### EXERCISE INSTRUCTIONS
Below are records; copy every line among them that contains the word "used".

START RECORD EXCERPTS

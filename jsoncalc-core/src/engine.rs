//! The embedding-facing engine

use crate::error::CalcError;
use jsoncalc_ast::CalcNode;
use jsoncalc_evaluator::{CalcEnv, Evaluated, Evaluator, FunctionRegistry};
use jsoncalc_parser::{ParseCache, ParseError};
use std::sync::Arc;

/// One engine instance: a parse cache plus a function registry.
///
/// Parsing through the engine shares node identity per source text, so every
/// evaluator the engine hands out gets memo hits for repeated texts. The
/// registry is fixed at construction; evaluators created later all see it.
#[derive(Debug)]
pub struct CalcEngine {
    parses: ParseCache,
    functions: Arc<FunctionRegistry>,
}

impl Default for CalcEngine {
    fn default() -> Self {
        Self::new()
    }
}

impl CalcEngine {
    /// An engine with the standard built-ins.
    pub fn new() -> Self {
        Self::with_registry(FunctionRegistry::new())
    }

    /// An engine over a caller-assembled registry.
    pub fn with_registry(functions: FunctionRegistry) -> Self {
        CalcEngine { parses: ParseCache::new(), functions: Arc::new(functions) }
    }

    /// Parse `text` through this engine's cache.
    pub fn parse(&self, text: &str) -> Result<Arc<CalcNode>, ParseError> {
        self.parses.parse(text)
    }

    /// A fresh evaluator over this engine's registry, with an empty memo.
    pub fn evaluator(&self) -> Evaluator {
        Evaluator::with_registry(Arc::clone(&self.functions))
    }

    /// Parse and evaluate in one step, with a fresh memo.
    ///
    /// Hosts evaluating many expressions against one environment should
    /// keep a single [`Evaluator`] from [`CalcEngine::evaluator`] instead,
    /// so the memo carries across calls.
    pub fn evaluate(&self, text: &str, env: &CalcEnv) -> Result<Evaluated, CalcError> {
        log::debug!("evaluating expression of {} bytes", text.len());
        let node = self.parse(text)?;
        Ok(self.evaluator().evaluate(&node, env)?)
    }

    /// Parse and evaluate through a caller-held evaluator.
    pub fn evaluate_with(
        &self,
        evaluator: &mut Evaluator,
        text: &str,
        env: &CalcEnv,
    ) -> Result<Evaluated, CalcError> {
        let node = self.parse(text)?;
        Ok(evaluator.evaluate(&node, env)?)
    }

    /// Drop every cached parse.
    pub fn clear_parse_cache(&self) {
        self.parses.clear();
    }
}
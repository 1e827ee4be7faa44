//! Member access resolution
//!
//! Access never fails just because something is absent: walking past a
//! missing object key or an out-of-range index yields `undefined`. Hard
//! errors are reserved for structural misuse: indexing into a function or
//! lambda, or a key expression that refuses to become a string or number.

use crate::context::CalcEnv;
use crate::engine::{EvalResult, Evaluated, Evaluator};
use crate::error::RuntimeError;
use jsoncalc_ast::{CalcNode, NodeKind};
use jsoncalc_model::Value;
use std::sync::Arc;

/// An in-range integral index into a collection of `len` elements.
fn array_index(key: &Value, len: usize) -> Option<usize> {
    match key {
        Value::Number(n) if n.fract() == 0.0 && *n >= 0.0 && (*n as usize) < len => {
            Some(*n as usize)
        }
        _ => None,
    }
}

impl Evaluator {
    /// Walk `path` into an already-reduced item.
    ///
    /// Plain values are walked structurally. List and record sub-trees
    /// consume one path step at a time, reducing only the element or entry
    /// the step selects before recursing on the remainder.
    pub(crate) fn resolve_access(
        &mut self,
        item: Evaluated,
        path: &[Arc<CalcNode>],
        env: &CalcEnv,
    ) -> EvalResult {
        match item {
            Evaluated::Value(value) => self.access_value(value, path, env),
            Evaluated::Node(node) => {
                let Some((step, rest)) = path.split_first() else {
                    return Ok(Evaluated::Node(node));
                };
                match node.kind() {
                    NodeKind::List { items } => self.access_list(items, step, rest, env),
                    NodeKind::Record { raw, pairs } => {
                        let key = self.access_key(step, env)?;
                        match &key {
                            Value::String(key) => {
                                self.access_record(raw, pairs, key, rest, env)
                            }
                            _ => Ok(Evaluated::Value(Value::Undefined)),
                        }
                    }
                    _ => Err(RuntimeError::InvalidAccessTarget),
                }
            }
            Evaluated::Fn(_) => Err(RuntimeError::InvalidAccessTarget),
        }
    }

    /// A path step; must reduce to a plain value.
    fn access_key(&mut self, step: &Arc<CalcNode>, env: &CalcEnv) -> Result<Value, RuntimeError> {
        match self.evaluate(step, env)? {
            Evaluated::Value(value) => Ok(value),
            _ => Err(RuntimeError::InvalidAccessKey),
        }
    }

    fn access_value(
        &mut self,
        mut current: Value,
        path: &[Arc<CalcNode>],
        env: &CalcEnv,
    ) -> EvalResult {
        for step in path {
            let key = self.access_key(step, env)?;
            current = match (&key, &current) {
                (Value::String(key), Value::Object(map)) => {
                    map.get(key).cloned().unwrap_or(Value::Undefined)
                }
                (Value::Number(_), Value::Array(items)) => array_index(&key, items.len())
                    .map(|at| items[at].clone())
                    .unwrap_or(Value::Undefined),
                _ => return Ok(Evaluated::Value(Value::Undefined)),
            };
        }
        Ok(Evaluated::Value(current))
    }

    fn access_list(
        &mut self,
        items: &[Arc<CalcNode>],
        step: &Arc<CalcNode>,
        rest: &[Arc<CalcNode>],
        env: &CalcEnv,
    ) -> EvalResult {
        let key = self.access_key(step, env)?;
        match array_index(&key, items.len()) {
            Some(at) => {
                let element = self.evaluate(&items[at], env)?;
                if rest.is_empty() {
                    Ok(element)
                } else {
                    self.resolve_access(element, rest, env)
                }
            }
            None => Ok(Evaluated::Value(Value::Undefined)),
        }
    }

    /// Statically-keyed entries are consulted first; computed keys are then
    /// scanned in order, each reduced to a string, first match winning.
    fn access_record(
        &mut self,
        raw: &jsoncalc_ast::RecordKeys,
        pairs: &[(Arc<CalcNode>, Arc<CalcNode>)],
        key: &str,
        rest: &[Arc<CalcNode>],
        env: &CalcEnv,
    ) -> EvalResult {
        if let Some(entry) = raw.get(key) {
            return self.access_entry(entry, rest, env);
        }
        for (key_node, entry) in pairs {
            match self.evaluate(key_node, env)? {
                Evaluated::Value(Value::String(found)) => {
                    if found == key {
                        return self.access_entry(entry, rest, env);
                    }
                }
                _ => return Err(RuntimeError::InvalidAccessKey),
            }
        }
        Ok(Evaluated::Value(Value::Undefined))
    }

    fn access_entry(
        &mut self,
        entry: &Arc<CalcNode>,
        rest: &[Arc<CalcNode>],
        env: &CalcEnv,
    ) -> EvalResult {
        let entry = self.evaluate(entry, env)?;
        if rest.is_empty() {
            Ok(entry)
        } else {
            self.resolve_access(entry, rest, env)
        }
    }
}

#[cfg(test)]
mod tests {
    use super::*;
    use pretty_assertions::assert_eq;

    #[test]
    fn array_index_accepts_only_in_range_integers() {
        assert_eq!(array_index(&Value::Number(0.0), 3), Some(0));
        assert_eq!(array_index(&Value::Number(2.0), 3), Some(2));
        assert_eq!(array_index(&Value::Number(3.0), 3), None);
        assert_eq!(array_index(&Value::Number(-1.0), 3), None);
        assert_eq!(array_index(&Value::Number(1.5), 3), None);
        assert_eq!(array_index(&Value::Number(f64::NAN), 3), None);
        assert_eq!(array_index(&Value::String("0".to_string()), 3), None);
    }
}
//! Abstract Syntax Tree (AST) definitions for jsoncalc expressions
//!
//! This crate provides the closed [`CalcNode`] sum type produced by the
//! parser and consumed by the evaluator, together with the operator tables
//! and the tagged-JSON interchange format used when an AST crosses a
//! process boundary.

#![warn(missing_docs)]

mod node;
mod operator;

pub use node::{CalcNode, NodeId, NodeKind, RecordKeys};
pub use operator::{InfixOp, UnaryOp};
//! The memoizing tree-walking evaluator

use crate::context::{CalcEnv, EnvId, VarDef};
use crate::error::RuntimeError;
use crate::operate;
use crate::registry::FunctionRegistry;
use jsoncalc_ast::{CalcNode, NodeId, NodeKind};
use jsoncalc_model::{coercion, Value};
use rustc_hash::FxHashMap;
use std::sync::Arc;

/// Outcome of evaluating one node against one environment.
pub type EvalResult = Result<Evaluated, RuntimeError>;

/// A normal form: what evaluation reduces a node to.
///
/// Lists, records and lambdas stay as (shared) sub-trees rather than being
/// reduced eagerly; member access and invocation reduce them further on
/// demand. Function references carry only their registry key until invoked.
#[derive(Debug, Clone, PartialEq)]
pub enum Evaluated {
    /// A plain value.
    Value(Value),
    /// An uninvoked function reference, by registry key.
    Fn(String),
    /// A list, record or lambda sub-tree in normal form.
    Node(Arc<CalcNode>),
}

impl Evaluated {
    /// Truthiness: values coerce, everything else counts as truthy.
    pub fn is_truthy(&self) -> bool {
        match self {
            Evaluated::Value(value) => coercion::is_truthy(value),
            _ => true,
        }
    }

    /// Nullishness: only `null` and `undefined` values are nullish.
    pub fn is_nullish(&self) -> bool {
        match self {
            Evaluated::Value(value) => value.is_nullish(),
            _ => false,
        }
    }

    /// The plain value, if this normal form is one.
    pub fn as_value(&self) -> Option<&Value> {
        match self {
            Evaluated::Value(value) => Some(value),
            _ => None,
        }
    }

    /// Re-enter the environment: the definition a lambda argument binds to.
    pub(crate) fn into_var_def(self) -> VarDef {
        match self {
            Evaluated::Value(value) => VarDef::Value(value),
            Evaluated::Node(node) => VarDef::Node(node),
            Evaluated::Fn(name) => VarDef::node(CalcNode::fn_ref(name)),
        }
    }
}

impl From<Value> for Evaluated {
    fn from(value: Value) -> Self {
        Evaluated::Value(value)
    }
}

/// Evaluates expression trees against environments, memoizing every node
/// outcome by `(environment, node)` identity.
///
/// The memo lives for the evaluator's lifetime: within it, each node is
/// reduced at most once per environment, and failures are replayed just like
/// successes. Create a fresh evaluator to observe changed registry contents
/// or simply to drop the memo.
#[derive(Debug)]
pub struct Evaluator {
    functions: Arc<FunctionRegistry>,
    memo: FxHashMap<(EnvId, NodeId), EvalResult>,
}

impl Default for Evaluator {
    fn default() -> Self {
        Self::new()
    }
}

impl Evaluator {
    /// An evaluator over the default function registry.
    pub fn new() -> Self {
        Self::with_registry(Arc::new(FunctionRegistry::new()))
    }

    /// An evaluator over a caller-provided registry.
    pub fn with_registry(functions: Arc<FunctionRegistry>) -> Self {
        Evaluator { functions, memo: FxHashMap::default() }
    }

    /// Evaluate `node` against `env`, reusing any memoized outcome.
    pub fn evaluate(&mut self, node: &Arc<CalcNode>, env: &CalcEnv) -> EvalResult {
        let key = (env.id(), node.id());
        if let Some(hit) = self.memo.get(&key) {
            log::trace!("memo hit for node {:?} in env {:?}", key.1, key.0);
            return hit.clone();
        }
        let outcome = self.eval_node(node, env);
        self.memo.insert(key, outcome.clone());
        outcome
    }

    fn eval_node(&mut self, node: &Arc<CalcNode>, env: &CalcEnv) -> EvalResult {
        match node.kind() {
            NodeKind::Value { value } => Ok(Evaluated::Value(value.clone())),
            NodeKind::Fn { name } => Ok(Evaluated::Fn(name.clone())),
            NodeKind::Lambda { .. } | NodeKind::List { .. } | NodeKind::Record { .. } => {
                Ok(Evaluated::Node(Arc::clone(node)))
            }
            NodeKind::Var { name } | NodeKind::LambdaVar { name } => self.eval_var(name, env),
            NodeKind::CalculatedVar { name } => {
                let name = self.eval_name(name, env)?;
                self.eval_var(&name, env)
            }
            NodeKind::CalculatedFn { name } => {
                let name = self.eval_name(name, env)?;
                Ok(Evaluated::Fn(name))
            }
            NodeKind::Ternary { condition, then, or_else } => {
                if self.evaluate(condition, env)?.is_truthy() {
                    self.evaluate(then, env)
                } else {
                    self.evaluate(or_else, env)
                }
            }
            NodeKind::Infix { op, lhs, rhs } => {
                let lhs = self.evaluate(lhs, env)?;
                let rhs = self.evaluate(rhs, env)?;
                Ok(operate::apply_infix(*op, lhs, rhs))
            }
            NodeKind::Unary { op, operand } => {
                let operand = self.evaluate(operand, env)?;
                Ok(operate::apply_unary(*op, operand))
            }
            NodeKind::MemberAccess { item, path } => {
                let item = self.evaluate(item, env)?;
                self.resolve_access(item, path, env)
            }
            NodeKind::Invoke { callee, args } => self.eval_invoke(callee, args, env),
        }
    }

    fn eval_var(&mut self, name: &str, env: &CalcEnv) -> EvalResult {
        match env.get(name) {
            None => Err(RuntimeError::UndefinedVariable { name: name.to_string() }),
            Some(VarDef::Value(value)) => Ok(Evaluated::Value(value.clone())),
            Some(VarDef::Node(node)) => {
                let node = Arc::clone(node);
                self.evaluate(&node, env)
            }
        }
    }

    /// A `$(...)` / `@(...)` name expression; must come out as a string.
    fn eval_name(&mut self, name: &Arc<CalcNode>, env: &CalcEnv) -> Result<String, RuntimeError> {
        match self.evaluate(name, env)? {
            Evaluated::Value(Value::String(name)) => Ok(name),
            _ => Err(RuntimeError::InvalidCalculatedName),
        }
    }

    /// Invocation: built-ins get their arguments unevaluated, lambdas get
    /// them reduced eagerly and bound in a child environment.
    fn eval_invoke(
        &mut self,
        callee: &Arc<CalcNode>,
        args: &[Arc<CalcNode>],
        env: &CalcEnv,
    ) -> EvalResult {
        match self.evaluate(callee, env)? {
            Evaluated::Fn(name) => {
                let function = self
                    .functions
                    .get(&name)
                    .ok_or_else(|| RuntimeError::UnknownFunction { name: name.clone() })?;
                function(self, &name, args, env)
            }
            Evaluated::Node(node) => match node.kind() {
                NodeKind::Lambda { identifiers, expression } => {
                    let mut bindings = Vec::with_capacity(identifiers.len());
                    for (identifier, arg) in identifiers.iter().zip(args) {
                        let bound = self.evaluate(arg, env)?;
                        bindings.push((identifier.clone(), bound.into_var_def()));
                    }
                    let child = env.child(bindings);
                    self.evaluate(expression, &child)
                }
                _ => Err(RuntimeError::NotInvocable),
            },
            Evaluated::Value(_) => Err(RuntimeError::NotInvocable),
        }
    }
}
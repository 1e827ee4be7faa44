//! jsoncalc: an embedded JSON expression language
//!
//! Expressions live inside JSON documents as plain strings (`@#if($cond,
//! 1, 2)`, `@[1, 2, 3][0]`, `$user['name']`) and evaluate against a
//! host-supplied variable environment. The pipeline is tokenize, parse
//! (cached per source text) and memoized tree-walking evaluation; values
//! follow JavaScript coercion semantics.
//!
//! ```
//! use jsoncalc_core::{CalcEngine, CalcEnv, Evaluated, Value};
//!
//! let engine = CalcEngine::new();
//! let env = CalcEnv::new().with("price", 25.0).with("qty", 4.0);
//! let total = engine.evaluate("$price * $qty", &env).unwrap();
//! assert_eq!(total, Evaluated::Value(Value::Number(100.0)));
//! ```

#![warn(missing_docs)]

mod engine;
mod error;

pub use engine::CalcEngine;
pub use error::CalcError;

pub use jsoncalc_ast::{CalcNode, InfixOp, NodeId, NodeKind, UnaryOp};
pub use jsoncalc_evaluator::{
    BuiltinFn, CalcEnv, EnvId, EvalResult, Evaluated, Evaluator, FunctionRegistry, RuntimeError,
    VarDef,
};
pub use jsoncalc_model::{coercion, Map, Value};
pub use jsoncalc_parser::{LexError, ParseCache, ParseError};
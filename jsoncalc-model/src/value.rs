//! The JSON-like value type expressions resolve to

use indexmap::IndexMap;
use serde::{Deserialize, Serialize};
use std::fmt;

/// Object type used by [`Value::Object`], preserving insertion order.
pub type Map = IndexMap<String, Value>;

/// A resolved expression value.
///
/// This is ordinary JSON extended with `Undefined`, the result of member
/// access on an absent key. `Undefined` has no JSON representation of its
/// own: it serializes as `null` and is never produced by deserialization.
#[derive(Debug, Clone, PartialEq, Serialize, Deserialize)]
#[serde(untagged)]
pub enum Value {
    /// JSON `null`
    Null,
    /// Absent value produced by member access; serialized as `null`
    Undefined,
    /// Boolean
    Bool(bool),
    /// Number (IEEE 754 double, like the host value model)
    Number(f64),
    /// String
    String(String),
    /// Ordered array
    Array(Vec<Value>),
    /// Object with insertion-ordered keys
    Object(Map),
}

impl Value {
    /// True for `Null` and `Undefined`.
    pub fn is_nullish(&self) -> bool {
        matches!(self, Value::Null | Value::Undefined)
    }

    /// True for `Undefined` only.
    pub fn is_undefined(&self) -> bool {
        matches!(self, Value::Undefined)
    }

    /// Borrow the string contents, if this is a string.
    pub fn as_str(&self) -> Option<&str> {
        match self {
            Value::String(s) => Some(s),
            _ => None,
        }
    }

    /// The numeric contents, if this is a number.
    pub fn as_f64(&self) -> Option<f64> {
        match self {
            Value::Number(n) => Some(*n),
            _ => None,
        }
    }

    /// Borrow the elements, if this is an array.
    pub fn as_array(&self) -> Option<&[Value]> {
        match self {
            Value::Array(items) => Some(items),
            _ => None,
        }
    }

    /// Borrow the entries, if this is an object.
    pub fn as_object(&self) -> Option<&Map> {
        match self {
            Value::Object(map) => Some(map),
            _ => None,
        }
    }

    /// Name of this value's type, for diagnostics.
    pub fn type_name(&self) -> &'static str {
        match self {
            Value::Null => "null",
            Value::Undefined => "undefined",
            Value::Bool(_) => "boolean",
            Value::Number(_) => "number",
            Value::String(_) => "string",
            Value::Array(_) => "array",
            Value::Object(_) => "object",
        }
    }
}

impl fmt::Display for Value {
    fn fmt(&self, f: &mut fmt::Formatter<'_>) -> fmt::Result {
        f.write_str(&crate::coercion::to_display_string(self))
    }
}

impl From<bool> for Value {
    fn from(b: bool) -> Self {
        Value::Bool(b)
    }
}

impl From<f64> for Value {
    fn from(n: f64) -> Self {
        Value::Number(n)
    }
}

impl From<i64> for Value {
    fn from(n: i64) -> Self {
        Value::Number(n as f64)
    }
}

impl From<&str> for Value {
    fn from(s: &str) -> Self {
        Value::String(s.to_string())
    }
}

impl From<String> for Value {
    fn from(s: String) -> Self {
        Value::String(s)
    }
}

impl From<Vec<Value>> for Value {
    fn from(items: Vec<Value>) -> Self {
        Value::Array(items)
    }
}

impl From<Map> for Value {
    fn from(map: Map) -> Self {
        Value::Object(map)
    }
}

impl From<serde_json::Value> for Value {
    fn from(json: serde_json::Value) -> Self {
        match json {
            serde_json::Value::Null => Value::Null,
            serde_json::Value::Bool(b) => Value::Bool(b),
            serde_json::Value::Number(n) => Value::Number(n.as_f64().unwrap_or(f64::NAN)),
            serde_json::Value::String(s) => Value::String(s),
            serde_json::Value::Array(items) => {
                Value::Array(items.into_iter().map(Value::from).collect())
            }
            serde_json::Value::Object(entries) => {
                Value::Object(entries.into_iter().map(|(k, v)| (k, Value::from(v))).collect())
            }
        }
    }
}

impl From<Value> for serde_json::Value {
    fn from(value: Value) -> Self {
        match value {
            // Undefined has no JSON form; it collapses to null on the way out.
            Value::Null | Value::Undefined => serde_json::Value::Null,
            Value::Bool(b) => serde_json::Value::Bool(b),
            Value::Number(n) => serde_json::Number::from_f64(n)
                .map(serde_json::Value::Number)
                .unwrap_or(serde_json::Value::Null),
            Value::String(s) => serde_json::Value::String(s),
            Value::Array(items) => {
                serde_json::Value::Array(items.into_iter().map(serde_json::Value::from).collect())
            }
            Value::Object(map) => serde_json::Value::Object(
                map.into_iter().map(|(k, v)| (k, serde_json::Value::from(v))).collect(),
            ),
        }
    }
}

#[cfg(test)]
mod tests {
    use super::*;
    use pretty_assertions::assert_eq;

    #[test]
    fn round_trips_through_serde_json() {
        let json: serde_json::Value = serde_json::json!({"a": [1, "x", null], "b": true});
        let value = Value::from(json.clone());
        assert_eq!(serde_json::Value::from(value), json);
    }

    #[test]
    fn undefined_serializes_as_null() {
        let text = serde_json::to_string(&Value::Undefined).unwrap();
        assert_eq!(text, "null");
        let back: Value = serde_json::from_str(&text).unwrap();
        assert_eq!(back, Value::Null);
    }

    #[test]
    fn nan_is_not_equal_to_itself() {
        assert_ne!(Value::Number(f64::NAN), Value::Number(f64::NAN));
    }
}
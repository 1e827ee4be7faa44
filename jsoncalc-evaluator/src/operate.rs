//! Operator application over normal forms
//!
//! Values follow JavaScript's coercion rules from `jsoncalc_model::coercion`.
//! Functions, lambdas, lists and records are opaque operands: truthy, never
//! nullish, `NaN` under numeric coercion, and equal only to themselves (node
//! identity for sub-trees, registry key for function references).

use crate::engine::Evaluated;
use jsoncalc_ast::{InfixOp, UnaryOp};
use jsoncalc_model::{coercion, Value};

/// Apply a binary operator to two already-reduced operands.
///
/// `&&`, `||` and `??` select one operand and return it unchanged; both
/// sides have necessarily been reduced by then, which the memo keeps cheap.
pub(crate) fn apply_infix(op: InfixOp, lhs: Evaluated, rhs: Evaluated) -> Evaluated {
    use InfixOp::*;
    match op {
        Add | Sub | Mul | Div | Rem | Pow | Gt | Ge | Lt | Le => numeric(op, &lhs, &rhs),
        Eq => bool_value(loose_equals(&lhs, &rhs)),
        Ne => bool_value(!loose_equals(&lhs, &rhs)),
        StrictEq => bool_value(strict_equals(&lhs, &rhs)),
        StrictNe => bool_value(!strict_equals(&lhs, &rhs)),
        And => {
            if lhs.is_truthy() {
                rhs
            } else {
                lhs
            }
        }
        Or => {
            if lhs.is_truthy() {
                lhs
            } else {
                rhs
            }
        }
        Nullish => {
            if lhs.is_nullish() {
                rhs
            } else {
                lhs
            }
        }
    }
}

/// Apply a unary prefix operator to a reduced operand.
pub(crate) fn apply_unary(op: UnaryOp, operand: Evaluated) -> Evaluated {
    match op {
        UnaryOp::Not => bool_value(!operand.is_truthy()),
        UnaryOp::Neg => Evaluated::Value(Value::Number(-as_number(&operand))),
        UnaryOp::Pos => Evaluated::Value(Value::Number(as_number(&operand))),
    }
}

fn bool_value(b: bool) -> Evaluated {
    Evaluated::Value(Value::Bool(b))
}

fn as_number(operand: &Evaluated) -> f64 {
    match operand {
        Evaluated::Value(value) => coercion::to_number(value),
        _ => f64::NAN,
    }
}

fn numeric(op: InfixOp, lhs: &Evaluated, rhs: &Evaluated) -> Evaluated {
    let (a, b) = (as_number(lhs), as_number(rhs));
    Evaluated::Value(match op {
        InfixOp::Add => Value::Number(a + b),
        InfixOp::Sub => Value::Number(a - b),
        InfixOp::Mul => Value::Number(a * b),
        InfixOp::Div => Value::Number(a / b),
        InfixOp::Rem => Value::Number(a % b),
        InfixOp::Pow => Value::Number(a.powf(b)),
        InfixOp::Gt => Value::Bool(a > b),
        InfixOp::Ge => Value::Bool(a >= b),
        InfixOp::Lt => Value::Bool(a < b),
        InfixOp::Le => Value::Bool(a <= b),
        _ => unreachable!("non-numeric operator routed to numeric table"),
    })
}

fn loose_equals(lhs: &Evaluated, rhs: &Evaluated) -> bool {
    match (lhs, rhs) {
        (Evaluated::Value(a), Evaluated::Value(b)) => coercion::loose_eq(a, b),
        (Evaluated::Node(a), Evaluated::Node(b)) => a.id() == b.id(),
        (Evaluated::Fn(a), Evaluated::Fn(b)) => a == b,
        _ => false,
    }
}

fn strict_equals(lhs: &Evaluated, rhs: &Evaluated) -> bool {
    match (lhs, rhs) {
        (Evaluated::Value(a), Evaluated::Value(b)) => coercion::strict_eq(a, b),
        (Evaluated::Node(a), Evaluated::Node(b)) => a.id() == b.id(),
        (Evaluated::Fn(a), Evaluated::Fn(b)) => a == b,
        _ => false,
    }
}

#[cfg(test)]
mod tests {
    use super::*;
    use jsoncalc_ast::CalcNode;
    use pretty_assertions::assert_eq;
    use rstest::rstest;
    use std::sync::Arc;

    fn num(n: f64) -> Evaluated {
        Evaluated::Value(Value::Number(n))
    }

    #[rstest]
    #[case(InfixOp::Add, 8.0, 3.0, 11.0)]
    #[case(InfixOp::Sub, 8.0, 3.0, 5.0)]
    #[case(InfixOp::Mul, 8.0, 3.0, 24.0)]
    #[case(InfixOp::Div, 8.0, 2.0, 4.0)]
    #[case(InfixOp::Rem, 8.0, 3.0, 2.0)]
    #[case(InfixOp::Pow, 2.0, 10.0, 1024.0)]
    fn arithmetic_on_numbers(
        #[case] op: InfixOp,
        #[case] a: f64,
        #[case] b: f64,
        #[case] expected: f64,
    ) {
        assert_eq!(apply_infix(op, num(a), num(b)), num(expected));
    }

    #[test]
    fn addition_is_numeric_not_concatenation() {
        let lhs = Evaluated::Value(Value::String("2".to_string()));
        let rhs = Evaluated::Value(Value::String("3".to_string()));
        assert_eq!(apply_infix(InfixOp::Add, lhs, rhs), num(5.0));
    }

    #[test]
    fn logical_operators_return_an_operand_unchanged() {
        let list = Evaluated::Node(Arc::new(CalcNode::list(vec![])));
        assert_eq!(apply_infix(InfixOp::And, num(1.0), list.clone()), list);
        assert_eq!(apply_infix(InfixOp::Or, num(0.0), list.clone()), list);
        assert_eq!(
            apply_infix(InfixOp::Nullish, Evaluated::Value(Value::Null), num(7.0)),
            num(7.0)
        );
        assert_eq!(apply_infix(InfixOp::Nullish, num(0.0), num(7.0)), num(0.0));
    }

    #[test]
    fn opaque_operands_compare_by_identity() {
        let node = Arc::new(CalcNode::list(vec![]));
        let same = Evaluated::Node(Arc::clone(&node));
        let other = Evaluated::Node(Arc::new(CalcNode::list(vec![])));
        assert!(strict_equals(&Evaluated::Node(node.clone()), &same));
        assert!(!strict_equals(&Evaluated::Node(node), &other));
        assert!(loose_equals(
            &Evaluated::Fn("@#if".to_string()),
            &Evaluated::Fn("@#if".to_string())
        ));
    }

    #[test]
    fn opaque_operands_are_nan_under_arithmetic() {
        let lambda = Evaluated::Node(Arc::new(CalcNode::lambda(
            vec![],
            CalcNode::value(1.0),
        )));
        match apply_infix(InfixOp::Add, lambda, num(1.0)) {
            Evaluated::Value(Value::Number(n)) => assert!(n.is_nan()),
            other => panic!("expected a number, got {other:?}"),
        }
    }

    #[rstest]
    #[case(UnaryOp::Not, Value::Number(0.0), Value::Bool(true))]
    #[case(UnaryOp::Not, Value::String("x".to_string()), Value::Bool(false))]
    #[case(UnaryOp::Neg, Value::Number(3.0), Value::Number(-3.0))]
    #[case(UnaryOp::Pos, Value::String("4".to_string()), Value::Number(4.0))]
    fn unary_operators(#[case] op: UnaryOp, #[case] operand: Value, #[case] expected: Value) {
        assert_eq!(apply_unary(op, Evaluated::Value(operand)), Evaluated::Value(expected));
    }
}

END RECORD EXCERPTS

### TASK ANSWER
//! and the tagged-JSON interchange format used when an AST crosses a
/// Object type used by [`Value::Object`], preserving insertion order.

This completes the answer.